Using the records that appear below, write out exactly the lines from the one with "pub fn load(cli: &CliConfig)" through the one with "let file_server = file_config.server.unwrap_or_default();", keeping both end lines.

(Stored items)
--------------------------------

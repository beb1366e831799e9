//! Session manager

use anyhow::Result;

use super::jwt::{JwtError, SessionClaims, create_session_token, validate_session_token};
use crate::core::config::AuthConfig;
use crate::core::constants::GENERATED_SESSION_SECRET_LEN;
use crate::data::types::AccountRow;
use crate::utils::crypto;

/// Issues and checks session tokens
#[derive(Debug)]
pub struct AuthManager {
    signing_key: Vec<u8>,
    session_ttl_days: u32,
}

impl AuthManager {
    /// Use the configured secret, or a random key that lives as long as the process
    pub fn new(config: &AuthConfig) -> Self {
        let signing_key = match config.session_secret.as_deref() {
            Some(secret) if !secret.is_empty() => secret.as_bytes().to_vec(),
            _ => {
                tracing::warn!("No session secret configured; generated a signing key, sessions end on restart");
                crypto::generate_key(GENERATED_SESSION_SECRET_LEN)
            }
        };

        Self {
            signing_key,
            session_ttl_days: config.session_ttl_days,
        }
    }

    pub fn session_ttl_days(&self) -> u32 {
        self.session_ttl_days
    }

    /// Sign a session token for a logged-in account
    pub fn create_session(&self, account: &AccountRow) -> Result<String> {
        let claims = SessionClaims::new(account.id, &account.email, self.session_ttl_days);
        create_session_token(&self.signing_key, &claims)
    }

    /// Validate a JWT session token
    pub fn validate_session(&self, jwt: &str) -> Result<SessionClaims, JwtError> {
        validate_session_token(jwt, &self.signing_key)
    }
}

#[cfg(test)]
mod tests {
    use super::*;
    use crate::core::config::AccountTable;

    fn config(secret: Option<&str>) -> AuthConfig {
        AuthConfig {
            accounts: AccountTable::Barter,
            session_secret: secret.map(String::from),
            session_ttl_days: 7,
        }
    }

    fn account() -> AccountRow {
        AccountRow {
            id: 9,
            email: "a@b.com".to_string(),
            username: Some("a".to_string()),
            password_hash: String::new(),
            created_at: None,
        }
    }

    #[test]
    fn test_round_trip_session() {
        let manager = AuthManager::new(&config(Some("secret")));
        let token = manager.create_session(&account()).unwrap();
        let claims = manager.validate_session(&token).unwrap();
        assert_eq!(claims.account_id(), Some(9));
        assert_eq!(claims.email, "a@b.com");
    }

    #[test]
    fn test_configured_secret_is_shared() {
        let a = AuthManager::new(&config(Some("secret")));
        let b = AuthManager::new(&config(Some("secret")));
        let token = a.create_session(&account()).unwrap();
        assert!(b.validate_session(&token).is_ok());
    }

    #[test]
    fn test_generated_keys_differ() {
        let a = AuthManager::new(&config(None));
        let b = AuthManager::new(&config(Some("")));
        let token = a.create_session(&account()).unwrap();
        assert!(b.validate_session(&token).is_err());
    }

    #[derive(Clone, Default)]
    struct CapturedLogs(std::sync::Arc<std::sync::Mutex<Vec<u8>>>);

    impl std::io::Write for CapturedLogs {
        fn write(&mut self, buf: &[u8]) -> std::io::Result<usize> {
            self.0.lock().unwrap().extend_from_slice(buf);
            Ok(buf.len())
        }

        fn flush(&mut self) -> std::io::Result<()> {
            Ok(())
        }
    }

    impl<'a> tracing_subscriber::fmt::MakeWriter<'a> for CapturedLogs {
        type Writer = Self;

        fn make_writer(&'a self) -> Self::Writer {
            self.clone()
        }
    }

    fn logs_while(f: impl FnOnce()) -> String {
        let logs = CapturedLogs::default();
        let subscriber = tracing_subscriber::fmt()
            .with_writer(logs.clone())
            .with_ansi(false)
            .with_max_level(tracing::Level::WARN)
            .finish();
        tracing::subscriber::with_default(subscriber, f);
        let bytes = logs.0.lock().unwrap().clone();
        String::from_utf8(bytes).unwrap()
    }

    #[test]
    fn test_generated_key_warns() {
        let output = logs_while(|| {
            AuthManager::new(&config(None));
        });
        assert!(output.contains("WARN"));
        assert!(output.contains("No session secret configured"));

        let output = logs_while(|| {
            AuthManager::new(&config(Some("secret")));
        });
        assert!(output.is_empty());
    }
}
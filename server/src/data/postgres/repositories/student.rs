//! Student repository

use sqlx::PgPool;

use crate::data::postgres::PostgresError;
use crate::data::types::{NewStudent, StudentRow};

/// Insert a student; the school must exist
pub async fn create_student(
    pool: &PgPool,
    student: &NewStudent<'_>,
) -> Result<StudentRow, PostgresError> {
    let (id,): (i32,) = sqlx::query_as(
        r#"INSERT INTO "Student" (school_id, name, grade, math_units) VALUES ($1, $2, $3, $4) RETURNING id"#,
    )
    .bind(student.school_id)
    .bind(student.name)
    .bind(student.grade)
    .bind(student.math_units)
    .fetch_one(pool)
    .await?;

    Ok(StudentRow {
        id,
        school_id: student.school_id,
        name: Some(student.name.to_string()),
        grade: Some(student.grade.to_string()),
        math_units: Some(student.math_units),
    })
}

/// Students of one school, or of every school when `school_id` is `None`
pub async fn list_students(
    pool: &PgPool,
    school_id: Option<i32>,
) -> Result<Vec<StudentRow>, PostgresError> {
    let rows = sqlx::query_as::<_, (i32, i32, Option<String>, Option<String>, Option<i32>)>(
        r#"
        SELECT id, school_id, name, grade, math_units
        FROM "Student"
        WHERE ($1::int IS NULL OR school_id = $1)
        ORDER BY id
        "#,
    )
    .bind(school_id)
    .fetch_all(pool)
    .await?;

    Ok(rows
        .into_iter()
        .map(|(id, school_id, name, grade, math_units)| StudentRow {
            id,
            school_id,
            name,
            grade,
            math_units,
        })
        .collect())
}

/// Number of students across all schools
pub async fn count_students(pool: &PgPool) -> Result<i64, PostgresError> {
    let count: i64 = sqlx::query_scalar(r#"SELECT COUNT(*) FROM "Student""#)
        .fetch_one(pool)
        .await?;
    Ok(count)
}

#[cfg(test)]
mod tests {
    use super::*;
    use crate::data::postgres::repositories::school::create_school;
    use crate::data::postgres::test_support;

    #[tokio::test]
    #[ignore]
    async fn test_students_filtered_by_school() {
        let pool = test_support::pool().await;
        let a = create_school(&pool, "Filter A", "Haifa").await.unwrap();
        let b = create_school(&pool, "Filter B", "Eilat").await.unwrap();

        for (school_id, name) in [(a.id, "Noa"), (a.id, "Dan"), (b.id, "Maya")] {
            let student = NewStudent {
                school_id,
                name,
                grade: "11",
                math_units: 4,
            };
            create_student(&pool, &student).await.unwrap();
        }

        let in_a = list_students(&pool, Some(a.id)).await.unwrap();
        assert_eq!(in_a.len(), 2);
        assert!(in_a.iter().all(|s| s.school_id == a.id));

        let all = list_students(&pool, None).await.unwrap();
        assert!(all.len() >= 3);
        assert!(count_students(&pool).await.unwrap() >= 3);
    }

    #[tokio::test]
    #[ignore]
    async fn test_student_requires_existing_school() {
        let pool = test_support::pool().await;
        let student = NewStudent {
            school_id: i32::MAX,
            name: "Orphan",
            grade: "10",
            math_units: 3,
        };
        assert!(create_student(&pool, &student).await.is_err());
    }
}
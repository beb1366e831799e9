use std::fmt;
use std::fs;
use std::path::{Path, PathBuf};

use anyhow::{Context, Result};
use serde::{Deserialize, Serialize};

use crate::utils::file::expand_path;

use super::cli::CliConfig;
use super::constants::{
    APP_DOT_FOLDER, CONFIG_FILE_NAME, DEFAULT_HOST, DEFAULT_PORT, DEFAULT_SESSION_TTL_DAYS,
    ENV_POSTGRES_URL, POSTGRES_DEFAULT_ACQUIRE_TIMEOUT_SECS, POSTGRES_DEFAULT_IDLE_TIMEOUT_SECS,
    POSTGRES_DEFAULT_MAX_CONNECTIONS, POSTGRES_DEFAULT_MIN_CONNECTIONS,
    POSTGRES_DEFAULT_STATEMENT_TIMEOUT_SECS,
};

// =============================================================================
// Account Table Enum
// =============================================================================

/// Which table backs login and registration
#[derive(Debug, Clone, Copy, Default, PartialEq, Eq, Deserialize, Serialize)]
#[serde(rename_all = "lowercase")]
pub enum AccountTable {
    /// Barter marketplace `users` table (username, unique email)
    #[default]
    Barter,
    /// Dashboard `"User"` table (email and password only)
    Dashboard,
}

impl AccountTable {
    pub fn as_str(&self) -> &'static str {
        match self {
            Self::Barter => "barter",
            Self::Dashboard => "dashboard",
        }
    }
}

impl fmt::Display for AccountTable {
    fn fmt(&self, f: &mut fmt::Formatter<'_>) -> fmt::Result {
        write!(f, "{}", self.as_str())
    }
}

// =============================================================================
// File Config Structs (JSON deserialization)
// =============================================================================

/// Server configuration section
#[derive(Debug, Default, Clone, Deserialize)]
pub struct ServerFileConfig {
    pub host: Option<String>,
    pub port: Option<u16>,
}

/// Authentication configuration section
#[derive(Debug, Default, Clone, Deserialize)]
pub struct AuthFileConfig {
    pub accounts: Option<AccountTable>,
    pub session_ttl_days: Option<u32>,
}

/// PostgreSQL configuration section (from JSON config file)
#[derive(Debug, Default, Clone, Deserialize)]
pub struct DatabaseFileConfig {
    /// PostgreSQL connection URL (or use POSTGRES_URL env var)
    pub url: Option<String>,
    /// Maximum number of connections in the pool (default: 10)
    pub max_connections: Option<u32>,
    /// Minimum number of connections to keep warm (default: 1)
    pub min_connections: Option<u32>,
    /// Connection acquire timeout in seconds (default: 30)
    pub acquire_timeout_secs: Option<u64>,
    /// Idle connection timeout in seconds (default: 600)
    pub idle_timeout_secs: Option<u64>,
    /// Statement timeout in seconds, 0 to disable (default: 60)
    pub statement_timeout_secs: Option<u64>,
}

/// File-based configuration (JSON)
#[derive(Debug, Default, Deserialize)]
pub struct FileConfig {
    pub server: Option<ServerFileConfig>,
    pub auth: Option<AuthFileConfig>,
    pub database: Option<DatabaseFileConfig>,
    #[serde(flatten)]
    pub extra: serde_json::Value,
}

impl FileConfig {
    /// Load configuration from a JSON file
    fn load_from_file(path: &Path) -> Result<Self> {
        tracing::debug!(path = %path.display(), "Loading config file");
        let content = fs::read_to_string(path)
            .with_context(|| format!("Failed to read config file: {}", path.display()))?;
        let config: Self = serde_json::from_str(&content)
            .with_context(|| format!("Failed to parse config file: {}", path.display()))?;
        tracing::trace!(config = ?config, "Parsed config file");
        Ok(config)
    }

    /// Warn about unknown fields in the config
    fn warn_unknown_fields(&self) {
        if let serde_json::Value::Object(map) = &self.extra
            && !map.is_empty()
        {
            let keys_str: String = map
                .keys()
                .map(|k| k.as_str())
                .collect::<Vec<_>>()
                .join(", ");
            tracing::warn!(
                fields = %keys_str,
                "Unknown fields in config file (possible typos)"
            );
        }
    }

    /// Merge another FileConfig into this one (other takes precedence)
    fn merge(&mut self, other: FileConfig) {
        if let Some(server) = other.server {
            let current = self.server.get_or_insert_with(ServerFileConfig::default);
            if server.host.is_some() {
                tracing::trace!(host = ?server.host, "Merging server.host");
                current.host = server.host;
            }
            if server.port.is_some() {
                tracing::trace!(port = ?server.port, "Merging server.port");
                current.port = server.port;
            }
        }

        if let Some(auth) = other.auth {
            let current = self.auth.get_or_insert_with(AuthFileConfig::default);
            if auth.accounts.is_some() {
                tracing::trace!(accounts = ?auth.accounts, "Merging auth.accounts");
                current.accounts = auth.accounts;
            }
            if auth.session_ttl_days.is_some() {
                tracing::trace!(ttl = ?auth.session_ttl_days, "Merging auth.session_ttl_days");
                current.session_ttl_days = auth.session_ttl_days;
            }
        }

        if let Some(database) = other.database {
            let current = self.database.get_or_insert_with(DatabaseFileConfig::default);
            if database.url.is_some() {
                tracing::trace!("Merging database.url");
                current.url = database.url;
            }
            if database.max_connections.is_some() {
                current.max_connections = database.max_connections;
            }
            if database.min_connections.is_some() {
                current.min_connections = database.min_connections;
            }
            if database.acquire_timeout_secs.is_some() {
                current.acquire_timeout_secs = database.acquire_timeout_secs;
            }
            if database.idle_timeout_secs.is_some() {
                current.idle_timeout_secs = database.idle_timeout_secs;
            }
            if database.statement_timeout_secs.is_some() {
                current.statement_timeout_secs = database.statement_timeout_secs;
            }
        }
    }
}

// =============================================================================
// Runtime Config Structs (final merged configuration)
// =============================================================================

/// Server configuration
#[derive(Debug, Clone)]
pub struct ServerConfig {
    pub host: String,
    pub port: u16,
}

/// Authentication configuration
#[derive(Debug, Clone)]
pub struct AuthConfig {
    pub accounts: AccountTable,
    /// Signing secret for session cookies; generated at startup when absent
    pub session_secret: Option<String>,
    pub session_ttl_days: u32,
}

/// PostgreSQL configuration (final/runtime)
#[derive(Debug, Clone)]
pub struct PostgresConfig {
    /// PostgreSQL connection URL as configured (sslmode is applied on connect)
    pub url: String,
    pub max_connections: u32,
    pub min_connections: u32,
    pub acquire_timeout_secs: u64,
    pub idle_timeout_secs: u64,
    /// Statement timeout in seconds (0 = disabled)
    pub statement_timeout_secs: u64,
}

/// Final merged application configuration
#[derive(Debug, Clone)]
pub struct AppConfig {
    pub server: ServerConfig,
    pub auth: AuthConfig,
    pub database: PostgresConfig,
}

impl AppConfig {
    /// Load configuration from all sources
    ///
    /// Priority (lowest to highest):
    /// 1. Defaults
    /// 2. Profile directory config (~/.barters/barters.json)
    /// 3. Local directory config OR CLI-specified config path
    /// 4. CLI arguments (which include env var fallbacks via clap)
    pub fn load(cli: &CliConfig) -> Result<Self> {
        tracing::debug!("Loading application configuration");

        let mut file_config = FileConfig::default();
        let mut found_configs: Vec<String> = Vec::new();

        if let Some(profile_path) = get_profile_config_path()
            && profile_path.exists()
        {
            let profile_config = FileConfig::load_from_file(&profile_path)?;
            profile_config.warn_unknown_fields();
            file_config.merge(profile_config);
            found_configs.push(profile_path.display().to_string());
        }

        let overlay_path = if let Some(ref path) = cli.config {
            let expanded = expand_path(&path.to_string_lossy());
            if !expanded.exists() {
                anyhow::bail!("Config file not found: {}", expanded.display());
            }
            Some(expanded)
        } else {
            let local = PathBuf::from(CONFIG_FILE_NAME);
            if local.exists() { Some(local) } else { None }
        };

        if let Some(path) = overlay_path {
            let overlay_config = FileConfig::load_from_file(&path)?;
            overlay_config.warn_unknown_fields();
            file_config.merge(overlay_config);
            found_configs.push(path.display().to_string());
        }

        tracing::debug!(configs = ?found_configs, "Config files loaded");

        Self::from_sources(cli, file_config)
    }

    /// Layer defaults, file config and CLI/env overrides, then validate
    pub fn from_sources(cli: &CliConfig, file_config: FileConfig) -> Result<Self> {
        let file_server = file_config.server.unwrap_or_default();
        let file_auth = file_config.auth.unwrap_or_default();
        let file_database = file_config.database.unwrap_or_default();

        let host = cli
            .host
            .clone()
            .or(file_server.host)
            .unwrap_or_else(|| DEFAULT_HOST.to_string());

        let port = cli.port.or(file_server.port).unwrap_or(DEFAULT_PORT);

        let auth = AuthConfig {
            accounts: cli.accounts.or(file_auth.accounts).unwrap_or_default(),
            session_secret: cli.session_secret.clone().filter(|s| !s.is_empty()),
            session_ttl_days: file_auth
                .session_ttl_days
                .unwrap_or(DEFAULT_SESSION_TTL_DAYS),
        };

        let database = PostgresConfig {
            url: cli
                .postgres_url
                .clone()
                .or(file_database.url)
                .unwrap_or_default(),
            max_connections: file_database
                .max_connections
                .unwrap_or(POSTGRES_DEFAULT_MAX_CONNECTIONS),
            min_connections: file_database
                .min_connections
                .unwrap_or(POSTGRES_DEFAULT_MIN_CONNECTIONS),
            acquire_timeout_secs: file_database
                .acquire_timeout_secs
                .unwrap_or(POSTGRES_DEFAULT_ACQUIRE_TIMEOUT_SECS),
            idle_timeout_secs: file_database
                .idle_timeout_secs
                .unwrap_or(POSTGRES_DEFAULT_IDLE_TIMEOUT_SECS),
            statement_timeout_secs: file_database
                .statement_timeout_secs
                .unwrap_or(POSTGRES_DEFAULT_STATEMENT_TIMEOUT_SECS),
        };

        let config = Self {
            server: ServerConfig { host, port },
            auth,
            database,
        };

        config.validate()?;
        tracing::debug!(
            host = %config.server.host,
            port = config.server.port,
            accounts = %config.auth.accounts,
            "Configuration loaded"
        );
        Ok(config)
    }

    fn validate(&self) -> Result<()> {
        if self.server.host.is_empty() {
            anyhow::bail!("Configuration error: server.host must not be empty");
        }

        if self.server.port == 0 {
            anyhow::bail!("Configuration error: server.port must be greater than 0");
        }

        if self.database.url.is_empty() {
            anyhow::bail!(
                "Configuration error: database.url is required. \
                 Set via {} env var or database.url in config file.",
                ENV_POSTGRES_URL
            );
        }

        if self.database.min_connections > self.database.max_connections {
            anyhow::bail!(
                "Configuration error: database.min_connections ({}) exceeds database.max_connections ({})",
                self.database.min_connections,
                self.database.max_connections
            );
        }

        if self.auth.session_ttl_days == 0 {
            anyhow::bail!("Configuration error: auth.session_ttl_days must be greater than 0");
        }

        Ok(())
    }
}

/// Get the profile config path (~/.barters/barters.json)
fn get_profile_config_path() -> Option<PathBuf> {
    dirs::home_dir().map(|h| h.join(APP_DOT_FOLDER).join(CONFIG_FILE_NAME))
}

/// Check if host binds to all network interfaces
pub fn is_all_interfaces(host: &str) -> bool {
    matches!(host, "0.0.0.0" | "::" | "[::]")
}
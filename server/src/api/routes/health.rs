//! Liveness and database reachability

use axum::extract::State;
use axum::http::StatusCode;
use axum::response::IntoResponse;
use axum::routing::get;
use axum::{Json, Router};
use serde::Serialize;

use crate::data::PgPool;
use crate::data::postgres::ping;

#[derive(Debug, Serialize)]
pub struct HealthResponse {
    /// `ok`, or `degraded` when the database cannot be reached
    pub status: &'static str,
    pub version: &'static str,
    pub database: &'static str,
}

/// Create health routes (mounted under `/api`)
pub fn routes(pool: PgPool) -> Router {
    Router::new()
        .route("/health", get(health))
        .with_state(pool)
}

/// 200 when the database answers, 503 otherwise
pub async fn health(State(pool): State<PgPool>) -> impl IntoResponse {
    let (code, status, database) = match ping(&pool).await {
        Ok(()) => (StatusCode::OK, "ok", "reachable"),
        Err(e) => {
            tracing::warn!(error = %e, "Health check could not reach the database");
            (StatusCode::SERVICE_UNAVAILABLE, "degraded", "unreachable")
        }
    };

    (
        code,
        Json(HealthResponse {
            status,
            version: env!("CARGO_PKG_VERSION"),
            database,
        }),
    )
}
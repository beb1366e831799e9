//! Direct messages between barter users

use chrono::{DateTime, Utc};
use sqlx::PgPool;

use crate::data::postgres::PostgresError;
use crate::data::types::MessageRow;

type MessageTuple = (i32, i32, i32, String, DateTime<Utc>);

fn into_row((id, sender_id, recipient_id, content, sent_at): MessageTuple) -> MessageRow {
    MessageRow {
        id,
        sender_id,
        recipient_id,
        content,
        sent_at,
    }
}

/// Send a message
pub async fn create_message(
    pool: &PgPool,
    sender_id: i32,
    recipient_id: i32,
    content: &str,
) -> Result<MessageRow, PostgresError> {
    let row = sqlx::query_as::<_, MessageTuple>(
        "INSERT INTO messages (sender_id, recipient_id, content) VALUES ($1, $2, $3) \
         RETURNING id, sender_id, recipient_id, content, sent_at",
    )
    .bind(sender_id)
    .bind(recipient_id)
    .bind(content)
    .fetch_one(pool)
    .await?;

    Ok(into_row(row))
}

/// Messages exchanged between two users in either direction, oldest first
pub async fn list_conversation(pool: &PgPool, a: i32, b: i32) -> Result<Vec<MessageRow>, PostgresError> {
    let rows = sqlx::query_as::<_, MessageTuple>(
        r#"
        SELECT id, sender_id, recipient_id, content, sent_at
        FROM messages
        WHERE (sender_id = $1 AND recipient_id = $2)
           OR (sender_id = $2 AND recipient_id = $1)
        ORDER BY sent_at, id
        "#,
    )
    .bind(a)
    .bind(b)
    .fetch_all(pool)
    .await?;

    Ok(rows.into_iter().map(into_row).collect())
}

--------------------------------

Finished task
    pub fn load(cli: &CliConfig) -> Result<Self> {
        tracing::debug!("Loading application configuration");

        let mut file_config = FileConfig::default();
        let mut found_configs: Vec<String> = Vec::new();

        if let Some(profile_path) = get_profile_config_path()
            && profile_path.exists()
        {
            let profile_config = FileConfig::load_from_file(&profile_path)?;
            profile_config.warn_unknown_fields();
            file_config.merge(profile_config);
            found_configs.push(profile_path.display().to_string());
        }

        let overlay_path = if let Some(ref path) = cli.config {
            let expanded = expand_path(&path.to_string_lossy());
            if !expanded.exists() {
                anyhow::bail!("Config file not found: {}", expanded.display());
            }
            Some(expanded)
        } else {
            let local = PathBuf::from(CONFIG_FILE_NAME);
            if local.exists() { Some(local) } else { None }
        };

        if let Some(path) = overlay_path {
            let overlay_config = FileConfig::load_from_file(&path)?;
            overlay_config.warn_unknown_fields();
            file_config.merge(overlay_config);
            found_configs.push(path.display().to_string());
        }

        tracing::debug!(configs = ?found_configs, "Config files loaded");

        Self::from_sources(cli, file_config)
    }

    /// Layer defaults, file config and CLI/env overrides, then validate
    pub fn from_sources(cli: &CliConfig, file_config: FileConfig) -> Result<Self> {
        let file_server = file_config.server.unwrap_or_default();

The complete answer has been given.